Tel: 009647504452392
Email: doctorkawa@gmail.com
Abstract
Objectives: To compare a new method of ganglion
management, eficacy of resolution, frequency of
complications and recurrence of managing dorsal
wrist ganglions with aspiration followed by intracystic injection of Methylprednisolone and surgical
excision and our new procedure Silk thread passed
through the ganglion.
Study Design : A prospective descriptive study.
Place and Duration of Study: This is a prospective
study conducted at the Department of Surgery Erbil
Teaching Hospital-Erbil, Kurdistan Region of Iraq
from April 2005 to June 2014.
Patients and Methods: A total of 785 patients were
included in this study,120 cases were excluded from
the study because they were lost to follow-up. All
patients were thoroughly examined to exclude the
other causes of wrist swelling. The patients were
divided into three groups A, B &C according to
their choice of treatment. Group A were treated by
surgical excision, Group B were treated by aspiration
followed by steroid injection and group C by Silk
thread passed through the ganglion. Baseline Data
were recorded preoperatively and postoperative
data were obtained at the intervals of 2 weeks,
6 weeks, 3 months, and 6 months. At the end of 6
months the data form was completed and results
analyzed.
Results: Patient’s satisfaction was higher in Group
C after Silk thread passed through the ganglion
followed by surgical excision even if the ganglions
recurred.
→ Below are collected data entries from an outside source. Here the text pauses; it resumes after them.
//! Request classification and entity extraction.
//!
//! Keyword and regex rules run first. Only when none match does the orchestrator ask the
//! language model for a structured classification ([`ModelClassification`]); without a model
//! the request is GENERAL.

use once_cell::sync::Lazy;
use regex::Regex;
use serde::Deserialize;

use crate::shared::{ActionType, Entities, Environment, Intent, QueryKind};

static ACTION_RE: Lazy<Regex> = Lazy::new(|| {
    Regex::new(
        r"(?i)^\s*(?:please\s+|can\s+you\s+|could\s+you\s+)?(re-?run|restart|hold|release|cancel|execute|submit|run|kill)\b",
    )
    .expect("action pattern is valid")
});

static JOB_RE: Lazy<Regex> = Lazy::new(|| {
    Regex::new(r"(?i)\bjobs?\s+(?:named\s+|called\s+)?([A-Za-z0-9_#.\-]+)").expect("job pattern is valid")
});

static JOB_LIST_RE: Lazy<Regex> = Lazy::new(|| {
    Regex::new(
        r"(?i)\b(?:of|between|for|jobs?)\s+(?:jobs?\s+)?([A-Za-z0-9_#.\-]+(?:\s*(?:,|\band\b)\s*(?:jobs?\s+)?[A-Za-z0-9_#.\-]+)+)",
    )
    .expect("job list pattern is valid")
});

static LIST_SPLIT_RE: Lazy<Regex> =
    Lazy::new(|| Regex::new(r"(?i)\s*(?:,|\band\b)\s*(?:jobs?\s+)?").expect("split pattern is valid"));

static WORKSTATION_RE: Lazy<Regex> = Lazy::new(|| {
    Regex::new(r"(?i)\b(?:workstation|agent|server)\s+([A-Za-z0-9_\-]+)").expect("workstation pattern is valid")
});

static ERROR_CODE_RE: Lazy<Regex> = Lazy::new(|| {
    Regex::new(r"(?i)\b(?:rc|return\s+code|error\s+code|abend(?:\s+code)?)\s*[=:]?\s*([A-Za-z]?\d{1,5}[A-Za-z]?)\b")
        .expect("error code pattern is valid")
});

static ENVIRONMENT_RE: Lazy<Regex> = Lazy::new(|| {
    Regex::new(
        r"(?i)\b(?:in|on|against)\s+(prod|production|test|qa|uat|staging|dev|development)\b|\b(prod|production|test|qa|uat|staging|dev|development)\s+(?:env|environment)\b",
    )
    .expect("environment pattern is valid")
});

static LIMIT_RE: Lazy<Regex> =
    Lazy::new(|| Regex::new(r"(?i)\btop\s+(\d{1,3})\b").expect("limit pattern is valid"));

/// Upper-case identifiers with a digit or underscore (`PAYROLL_DAILY`, `ETL01`).
static BARE_JOB_RE: Lazy<Regex> = Lazy::new(|| {
    Regex::new(r"\b([A-Z][A-Z0-9#.\-]*(?:_[A-Z0-9#.\-]+)+|[A-Z]+[0-9][A-Z0-9_#.\-]*)\b")
        .expect("identifier pattern is valid")
});

static SINGLE_TOKEN_RE: Lazy<Regex> =
    Lazy::new(|| Regex::new(r"^[A-Za-z0-9_#.\-]+$").expect("token pattern is valid"));

const STOPWORDS: &[&str] = &[
    "a", "an", "the", "is", "are", "was", "that", "this", "these", "those", "which", "in", "on",
    "for", "of", "to", "and", "with", "status", "failed", "failing", "running", "depend",
    "depends", "that's", "have", "has", "did", "do", "does", "named", "called",
];

const TROUBLESHOOT_WORDS: &[&str] = &[
    "why", "fail", "abend", "error", "troubleshoot", "diagnose", "broken", "root cause",
];

const STATUS_WORDS: &[&str] = &[
    "status", "state of", "is job", "running", "did job", "how is", "check job", "progress",
];

pub const CLASSIFIER_SYSTEM_PROMPT: &str = "You classify operator requests for a workload automation system. \
Reply with one JSON object: {\"intent\": \"STATUS|TROUBLESHOOT|QUERY|ACTION|GENERAL\", \"job\": string|null, \
\"workstation\": string|null, \"error_code\": string|null, \"action\": \"rerun|hold|release|cancel|execute|kill\"|null, \
\"environment\": \"production|test|development\"|null, \
\"query\": \"dependencies|impact|critical_jobs|common_dependencies|workstations\"|null}. No prose.";

fn is_stopword(token: &str) -> bool {
    STOPWORDS.iter().any(|s| s.eq_ignore_ascii_case(token))
}

fn clean(token: &str) -> Option<String> {
    let t = token.trim_matches(|c: char| c == '.' || c == '-');
    (!t.is_empty() && !is_stopword(t)).then(|| t.to_string())
}

fn parse_environment(word: &str) -> Option<Environment> {
    match word.to_ascii_lowercase().as_str() {
        "prod" | "production" => Some(Environment::Production),
        "test" | "qa" | "uat" | "staging" => Some(Environment::Test),
        "dev" | "development" => Some(Environment::Development),
        _ => None,
    }
}

fn query_kind(lower: &str) -> Option<QueryKind> {
    if lower.contains("common dependenc") || lower.contains("shared dependenc") || lower.contains("in common") {
        Some(QueryKind::CommonDependencies)
    } else if lower.contains("critical job") || lower.contains("most critical") || lower.contains("most depended") {
        Some(QueryKind::CriticalJobs)
    } else if lower.contains("impact")
        || lower.contains("downstream")
        || lower.contains("what depends on")
        || lower.contains("who depends on")
        || lower.contains("affected")
    {
        Some(QueryKind::Impact)
    } else if lower.contains("depend")
        || lower.contains("upstream")
        || lower.contains("predecessor")
        || lower.contains("prerequisite")
    {
        Some(QueryKind::Dependencies)
    } else if lower.contains("workstation") || lower.contains("runs on") || lower.contains("where does") {
        Some(QueryKind::Workstations)
    } else {
        None
    }
}

/// A single bare identifier: the whole reply (`PAYROLL_DAILY`) or an upper-case job-like token.
pub fn bare_identifier(text: &str) -> Option<String> {
    let trimmed = text.trim().trim_end_matches(['.', '!', '?']);
    if SINGLE_TOKEN_RE.is_match(trimmed) {
        return clean(trimmed);
    }
    BARE_JOB_RE
        .captures_iter(text)
        .filter_map(|c| c.get(1).and_then(|m| clean(m.as_str())))
        .next()
}

/// Everything the rules can find in `text`.
pub fn extract_entities(text: &str) -> Entities {
    let mut entities = Entities::default();

    let mut jobs: Vec<String> = Vec::new();
    if let Some(list) = JOB_LIST_RE.captures(text).and_then(|c| c.get(1)) {
        for part in LIST_SPLIT_RE.split(list.as_str()) {
            if let Some(job) = clean(part) {
                if !jobs.contains(&job) {
                    jobs.push(job);
                }
            }
        }
    }
    if jobs.is_empty() {
        if let Some(job) = JOB_RE
            .captures_iter(text)
            .filter_map(|c| c.get(1).and_then(|m| clean(m.as_str())))
            .next()
        {
            jobs.push(job);
        }
    }
    if jobs.is_empty() {
        if let Some(job) = BARE_JOB_RE
            .captures_iter(text)
            .filter_map(|c| c.get(1).and_then(|m| clean(m.as_str())))
            .next()
        {
            jobs.push(job);
        }
    }
    let mut iter = jobs.into_iter();
    entities.job = iter.next();
    entities.jobs = iter.collect();

    entities.workstation = WORKSTATION_RE
        .captures(text)
        .and_then(|c| c.get(1))
        .and_then(|m| clean(m.as_str()))
        .map(|w| w.to_ascii_uppercase());
    entities.error_code = ERROR_CODE_RE
        .captures(text)
        .and_then(|c| c.get(1))
        .map(|m| m.as_str().to_ascii_uppercase());
    entities.environment = ENVIRONMENT_RE.captures(text).and_then(|c| {
        c.get(1)
            .or_else(|| c.get(2))
            .and_then(|m| parse_environment(m.as_str()))
    });
    entities.limit = LIMIT_RE
        .captures(text)
        .and_then(|c| c.get(1))
        .and_then(|m| m.as_str().parse().ok());
    entities
}

/// Rule-based classification. `None` when no rule applies.
pub fn classify(text: &str) -> Option<(Intent, Entities)> {
    let mut entities = extract_entities(text);
    let lower = text.to_lowercase();

    if let Some(verb) = ACTION_RE.captures(text).and_then(|c| c.get(1)) {
        entities.action = ActionType::parse(verb.as_str());
        return Some((Intent::Action, entities));
    }
    if TROUBLESHOOT_WORDS.iter().any(|w| lower.contains(w)) {
        return Some((Intent::Troubleshoot, entities));
    }
    if let Some(kind) = query_kind(&lower) {
        entities.query = Some(kind);
        return Some((Intent::Query, entities));
    }
    if STATUS_WORDS.iter().any(|w| lower.contains(w)) {
        return Some((Intent::Status, entities));
    }
    None
}

/// The one question to ask when a required entity is missing.
pub fn missing_entity(intent: Intent, entities: &Entities) -> Option<String> {
    let needs_job = |verb: &str| {
        entities
            .job
            .is_none()
            .then(|| format!("Which job name should I {}?", verb))
    };
    match intent {
        Intent::Status => needs_job("check"),
        Intent::Troubleshoot => needs_job("troubleshoot"),
        Intent::Action => match (&entities.job, entities.action) {
            (None, Some(action)) => Some(format!("Which job name should I {}?", action.as_str())),
            (None, None) => Some("Which job name should I act on, and which action should I take?".to_string()),
            (Some(job), None) => Some(format!(
                "Which action should I take on job {} (rerun, hold, release, cancel, execute or kill)?",
                job
            )),
            (Some(_), Some(_)) => None,
        },
        Intent::Query => match entities.query.unwrap_or(QueryKind::Dependencies) {
            QueryKind::Dependencies | QueryKind::Impact => needs_job("analyze"),
            QueryKind::CommonDependencies if entities.all_jobs().len() < 2 => Some(
                "Which job names should I compare? Please name at least two jobs.".to_string(),
            ),
            _ => None,
        },
        Intent::General => None,
    }
}

/// Entities from a clarification reply: the usual rules, then a bare identifier for the job.
pub fn clarification_entities(intent: Intent, entities: &Entities, reply: &str) -> Entities {
    let mut found = extract_entities(reply);
    if entities.job.is_none() && found.job.is_none() {
        found.job = bare_identifier(reply);
    }
    if intent == Intent::Action && entities.action.is_none() {
        found.action = reply
            .split(|c: char| !c.is_ascii_alphanumeric() && c != '-')
            .find_map(ActionType::parse);
    }
    found
}

/// JSON shape requested from the model when the rules do not match.
#[derive(Debug, Clone, Default, Deserialize)]
pub struct ModelClassification {
    pub intent: String,
    #[serde(default)]
    pub job: Option<String>,
    #[serde(default)]
    pub workstation: Option<String>,
    #[serde(default)]
    pub error_code: Option<String>,
    #[serde(default)]
    pub action: Option<String>,
    #[serde(default)]
    pub environment: Option<String>,
    #[serde(default)]
    pub query: Option<String>,
}

impl ModelClassification {
    /// Unknown intents become GENERAL; rule-extracted entities fill the gaps.
    pub fn into_parts(self, text: &str) -> (Intent, Entities) {
        let intent = Intent::parse(&self.intent).unwrap_or(Intent::General);
        let query = self.query.as_deref().and_then(|q| {
            serde_json::from_value::<QueryKind>(serde_json::Value::String(q.trim().to_ascii_lowercase())).ok()
        });
        let mut entities = Entities {
            job: self.job.and_then(|j| clean(&j)),
            workstation: self.workstation.map(|w| w.trim().to_ascii_uppercase()),
            error_code: self.error_code,
            action: self.action.as_deref().and_then(ActionType::parse),
            environment: self.environment.as_deref().and_then(parse_environment),
            query,
            ..Entities::default()
        };
        entities.merge(extract_entities(text));
        (intent, entities)
    }
}

#[cfg(test)]
mod tests {
    use super::*;

    #[test]
    fn classifies_actions_at_start_only() {
        let (intent, e) = classify("please rerun job PAYROLL_DAILY in prod").unwrap();
        assert_eq!(intent, Intent::Action);
        assert_eq!(e.action, Some(ActionType::Rerun));
        assert_eq!(e.job.as_deref(), Some("PAYROLL_DAILY"));
        assert_eq!(e.environment, Some(Environment::Production));

        let (intent, _) = classify("did the rerun of job X succeed? status please").unwrap();
        assert_eq!(intent, Intent::Status);
    }

    #[test]
    fn troubleshoot_wins_over_status() {
        let (intent, e) = classify("why did job ETL_LOAD fail with rc=8").unwrap();
        assert_eq!(intent, Intent::Troubleshoot);
        assert_eq!(e.error_code.as_deref(), Some("8"));
    }

    #[test]
    fn query_kinds() {
        let (_, e) = classify("what depends on job EXTRACT").unwrap();
        assert_eq!(e.query, Some(QueryKind::Impact));
        let (_, e) = classify("what does job REPORT depend on").unwrap();
        assert_eq!(e.query, Some(QueryKind::Dependencies));
        let (_, e) = classify("show the top 5 critical jobs").unwrap();
        assert_eq!(e.query, Some(QueryKind::CriticalJobs));
        assert_eq!(e.limit, Some(5));
        let (_, e) = classify("common dependencies of jobs LOAD_A and LOAD_B").unwrap();
        assert_eq!(e.query, Some(QueryKind::CommonDependencies));
        assert_eq!(e.all_jobs(), vec!["LOAD_A", "LOAD_B"]);
    }

    #[test]
    fn stopwords_are_not_jobs() {
        let e = extract_entities("show jobs that are running");
        assert!(e.job.is_none());
    }

    #[test]
    fn missing_job_question_names_it() {
        let (intent, e) = classify("what is the status?").unwrap();
        assert_eq!(intent, Intent::Status);
        let q = missing_entity(intent, &e).unwrap();
        assert!(q.contains("job name"));
    }

    #[test]
    fn clarification_accepts_bare_identifier() {
        let e = clarification_entities(Intent::Status, &Entities::default(), "payroll_daily");
        assert_eq!(e.job.as_deref(), Some("payroll_daily"));
    }

    #[test]
    fn no_rule_matches_small_talk() {
        assert!(classify("hello there").is_none());
    }

    #[test]
    fn model_classification_falls_back_to_general() {
        let c = ModelClassification {
            intent: "WEATHER".into(),
            ..Default::default()
        };
        assert_eq!(c.into_parts("hello").0, Intent::General);
    }
}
The recurrence rate was 4 % in Silk thread
passed and 24% surgical excision group and 43%
in aspiration with steroid injection in group B.
Conclusion: In this study Silk thread passed
through the ganglion had better results compared to
surgical excision and to aspiration and injection of
Methylprednisolone.
Key words: Dorsal, Wrist Ganglion, Silk thread
passed through the ganglion, surgical excision,
aspiration, Methylprednisolone injection.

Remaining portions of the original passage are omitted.